Love and marriage

Faith in marriage

Brad and Emilee got married under the watchful eye of Pastor Carl Wilfrid.

Brad and Emilee got married under the watchful eye of Pastor Carl Wilfrid.

Photo By D. Brian BUrghart

The D. in my name could stand for “deprived” of time, and so whenever I’m offered an opportunity to kill two birds with one stone, I’m going to take it. And if I end up in church—even if it’s for totally personal reasons like a wedding—I’m going to get my soul filleted.

I got just such an opportunity at the wedding of Brad Summerhill and Emilee Lacy on Saturday, June 5.

The wedding was held at the Lutheran Church of the Good Shepherd. I attended a church service there on July 12, 2007 (“American Classic, Filet of Soul) but I was never fortunate enough to hear the main pastor, Carl Wilfrid, do his thing.

Suffice it to say, it was a beautiful little ceremony in which the couple’s children from previous marriages were prominently featured. I was thoroughly charmed by both the proceedings and Pastor Wilfrid’s sermon.

Pastor Wilfrid based his sermon on two sources: The Giving Tree by Shel Silverstein and 1 Corinthians 13:1-13 by Paul of Tarsus. The pastor had the bride and groom sit down and then called the many children in the sanctuary up to the altar, where he read to them from the Silverstein book, which tells the well-known story of a tree that loved a boy and gave him leaves and branches to play on and shade to sleep in. Eventually, as the boy grew older, he needed fruit to sell, branches to build a home and a trunk to make a boat. In the end, when the boy was old and tired, he used the tree’s stump as a seat, and the tree was happy. This story has horrified me since I was a child—even though I didn’t know the concept of co-dependence.
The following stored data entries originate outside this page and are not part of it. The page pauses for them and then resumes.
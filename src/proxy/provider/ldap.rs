use crate::proxy::provider::{Config, Error, Provider};
use crate::proxy::{Constraints, Credentials};
use async_trait::async_trait;
use std::sync::Arc;
use tracing::{debug, instrument};

/// Directory-backed provider for `ldap://` and `ldaps://` URIs.
///
/// No directory traffic is performed yet: every credential pair is accepted
/// and the request constraints are only logged.
#[derive(Debug)]
pub struct LdapProvider {
    config: Config,
}

impl LdapProvider {
    pub fn new(config: &Config) -> Self {
        Self {
            config: config.clone(),
        }
    }

    pub fn factory(config: &Config) -> Result<Arc<dyn Provider>, Error> {
        Ok(Arc::new(Self::new(config)))
    }
}

#[async_trait]
impl Provider for LdapProvider {
    #[instrument(skip(self, credentials), fields(uri = %self.config.uri, username = %credentials.username))]
    async fn authenticate(
        &self,
        credentials: &Credentials,
        constraints: &Constraints,
    ) -> Result<bool, Error> {
        // TODO: bind as the user against the directory, then check
        // `constraints.permits` with the memberOf groups it reports.
        debug!(
            "Accepting without directory lookup (require_users = {:?}, require_groups = {:?})",
            constraints.require_users, constraints.require_groups
        );
        Ok(true)
    }
}
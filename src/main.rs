#![forbid(unsafe_code)]
#![warn(clippy::pedantic)]

use crate::command::server;
use crate::configuration::Configuration;
use crate::proxy::ProviderRegistry;
use argh::FromArgs;
use std::net::SocketAddr;
use std::process::ExitCode;
use tracing::{error, info};
use tracing_subscriber::util::SubscriberInitExt;
use tracing_subscriber::{layer::SubscriberExt, EnvFilter};

mod command;
mod configuration;
mod proxy;
mod secret;

fn set_tracing() {
    let _ = tracing_subscriber::registry()
        .with(EnvFilter::from_default_env())
        .with(tracing_subscriber::fmt::layer().json())
        .try_init();
}

fn default_bind_address() -> SocketAddr {
    SocketAddr::from(([127, 0, 0, 1], 8018))
}

#[derive(FromArgs, PartialEq, Debug)]
/// Simple HTTP server to proxy authentication requests.
struct Arguments {
    #[argh(option, short = 'b', default = "default_bind_address()")]
    /// IP and port to bind to, defaults to `127.0.0.1:8018`
    bind: SocketAddr,

    #[argh(option, short = 'u')]
    /// URI of an authentication server, repeat for multiple servers
    uri: Vec<String>,

    #[argh(option, short = 'c')]
    /// optional path to a TOML configuration file
    config: Option<String>,
}

fn main() -> ExitCode {
    let arguments: Arguments = argh::from_env();

    match run(arguments) {
        Ok(()) => ExitCode::SUCCESS,
        Err(error) => {
            eprintln!("{error}");
            ExitCode::FAILURE
        }
    }
}

fn run(arguments: Arguments) -> Result<(), command::Error> {
    let config = match &arguments.config {
        Some(path) => Configuration::load(path)?,
        None => Configuration::default(),
    };

    tokio::runtime::Builder::new_multi_thread()
        .worker_threads(config.global.worker_threads)
        .enable_all()
        .build()?
        .block_on(run_command(arguments, config))
}

async fn run_command(arguments: Arguments, config: Configuration) -> Result<(), command::Error> {
    set_tracing();

    let registry = ProviderRegistry::default();
    let server = server::Command::new(arguments.bind, &arguments.uri, &config, &registry).await?;
    server.run(shutdown_signal()).await?;

    info!("Server stopped");
    Ok(())
}

async fn shutdown_signal() {
    if let Err(error) = tokio::signal::ctrl_c().await {
        error!("Unable to listen for the interrupt signal: {error}");
        std::future::pending::<()>().await;
    }
}
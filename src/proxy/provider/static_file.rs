use crate::proxy::provider::{Config, Error, Provider};
use crate::proxy::{Constraints, Credentials};
use crate::secret::Secret;
use argon2::{Argon2, PasswordHash, PasswordVerifier};
use async_trait::async_trait;
use serde::Deserialize;
use std::collections::HashMap;
use std::fs;
use std::path::Path;
use std::sync::Arc;
use tracing::{debug, error, info, instrument};

#[derive(Clone, Debug, Deserialize)]
#[serde(deny_unknown_fields)]
pub struct UserConfig {
    pub password: Secret<String>, // argon2 PHC string
    #[serde(default)]
    pub groups: Vec<String>,
}

#[derive(Clone, Debug, Default, Deserialize)]
#[serde(deny_unknown_fields)]
pub struct UsersFile {
    #[serde(default)]
    pub users: HashMap<String, UserConfig>,
}

impl UsersFile {
    pub fn load<P: AsRef<Path>>(path: P) -> Result<Self, Error> {
        let content = fs::read_to_string(path)?;
        Ok(toml::from_str(&content)?)
    }
}

/// Provider backed by a local TOML file of users, for `static:///path/to/users.toml`.
///
/// Passwords are verified against argon2 hashes and the request constraints
/// are enforced against the groups listed for each user.
pub struct StaticProvider {
    users: HashMap<String, Arc<UserConfig>>,
}

impl StaticProvider {
    pub fn new(users_file: UsersFile) -> Self {
        let users = users_file
            .users
            .into_iter()
            .map(|(username, user)| (username, Arc::new(user)))
            .collect();

        Self { users }
    }

    pub fn factory(config: &Config) -> Result<Arc<dyn Provider>, Error> {
        let path = config
            .location()
            .filter(|path| !path.is_empty())
            .ok_or_else(|| Error::InvalidUri(config.uri.clone()))?;

        let users_file = UsersFile::load(path)?;
        info!("Loaded {} user(s) from {path}", users_file.users.len());

        Ok(Arc::new(Self::new(users_file)))
    }

    fn verify_password(user: &UserConfig, password: &str) -> Result<bool, Error> {
        let hash = PasswordHash::new(user.password.expose()).map_err(|error| {
            error!("Unable to parse password hash: {error}");
            Error::Backend("stored password hash is invalid".to_string())
        })?;

        match Argon2::default().verify_password(password.as_bytes(), &hash) {
            Ok(()) => Ok(true),
            Err(error) => {
                debug!("Password verification failed: {error}");
                Ok(false)
            }
        }
    }
}

#[async_trait]
impl Provider for StaticProvider {
    #[instrument(skip(self, credentials), fields(username = %credentials.username))]
    async fn authenticate(
        &self,
        credentials: &Credentials,
        constraints: &Constraints,
    ) -> Result<bool, Error> {
        let Some(user) = self.users.get(&credentials.username) else {
            debug!("Username not found in users file");
            return Ok(false);
        };

        let user = Arc::clone(user);
        let password = credentials.password.clone();
        let verifier_user = Arc::clone(&user);
        let verified = tokio::task::spawn_blocking(move || {
            Self::verify_password(&verifier_user, password.expose())
        })
        .await
        .map_err(|error| Error::Backend(format!("password verification task failed: {error}")))??;

        if !verified {
            return Ok(false);
        }

        let permitted = constraints.permits(&credentials.username, &user.groups);
        if !permitted {
            debug!("Credentials valid but request constraints not satisfied");
        }
        Ok(permitted)
    }
}
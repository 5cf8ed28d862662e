use crate::configuration::ServerConfig;
use crate::proxy::server::{serve_request, ServerContext};
use crate::proxy::Error;
use hyper_util::rt::TokioIo;
use std::future::Future;
use std::net::SocketAddr;
use std::sync::Arc;
use std::time::Duration;
use tokio::net::TcpListener;
use tokio::pin;
use tokio::sync::watch;
use tokio_util::task::TaskTracker;
use tracing::{debug, info, warn};

pub struct Listener {
    listener: TcpListener,
    context: Arc<ServerContext>,
    timeouts: Arc<[Duration; 2]>,
    drain_timeout: Duration,
}

impl Listener {
    pub async fn bind(
        binding_address: SocketAddr,
        server_config: &ServerConfig,
        context: ServerContext,
    ) -> Result<Self, Error> {
        let listener = TcpListener::bind(binding_address).await?;

        let timeouts = [
            Duration::from_secs(server_config.query_timeout),
            Duration::from_secs(server_config.query_timeout_grace_period),
        ];

        Ok(Self {
            listener,
            context: Arc::new(context),
            timeouts: Arc::new(timeouts),
            drain_timeout: Duration::from_secs(server_config.drain_timeout),
        })
    }

    pub fn local_addr(&self) -> Result<SocketAddr, Error> {
        Ok(self.listener.local_addr()?)
    }

    /// Accepts connections until `shutdown` resolves, spawning one task per
    /// connection.
    ///
    /// With a zero drain timeout this returns right away. In-flight connections
    /// are neither asked to close nor awaited, and end with the runtime or on
    /// their own. Otherwise they are asked to close and awaited for at most the
    /// drain timeout.
    pub async fn serve<F>(self, shutdown: F) -> Result<(), Error>
    where
        F: Future<Output = ()>,
    {
        info!("Listening on {}", self.local_addr()?);

        let (shutdown_sender, shutdown_receiver) = watch::channel(false);
        let tracker = TaskTracker::new();
        pin!(shutdown);

        loop {
            debug!("Waiting for incoming connection");
            tokio::select! {
                accepted = self.listener.accept() => {
                    let (tcp, remote_address) = match accepted {
                        Ok(accepted) => accepted,
                        Err(error) => {
                            warn!("Failed to accept connection: {error}");
                            continue;
                        }
                    };

                    debug!("Accepted connection from {remote_address}");
                    tracker.spawn(serve_request(
                        TokioIo::new(tcp),
                        Arc::clone(&self.context),
                        Arc::clone(&self.timeouts),
                        remote_address,
                        shutdown_receiver.clone(),
                    ));
                }
                () = &mut shutdown => {
                    info!("Shutdown requested, no longer accepting connections");
                    break;
                }
            }
        }

        tracker.close();
        if self.drain_timeout.is_zero() {
            debug!("Abandoning {} in-flight connection(s)", tracker.len());
            return Ok(());
        }

        let _ = shutdown_sender.send(true);
        info!(
            "Draining {} in-flight connection(s) for up to {:?}",
            tracker.len(),
            self.drain_timeout
        );
        if tokio::time::timeout(self.drain_timeout, tracker.wait())
            .await
            .is_err()
        {
            warn!("Drain timeout elapsed, abandoning remaining connections");
        }

        Ok(())
    }
}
On the other hand, because I’m a sappy romantic at heart, the 1 Corinthians passage has long been one of my favorites. It includes, “Love is patient, love is kind. It does not envy, it does not boast, it is not proud. It is not rude, it is not self-seeking, it is not easily angered, it keeps no record of wrongs. Love does not delight in evil but rejoices with the truth. It always protects, always trusts, always hopes, always perseveres.”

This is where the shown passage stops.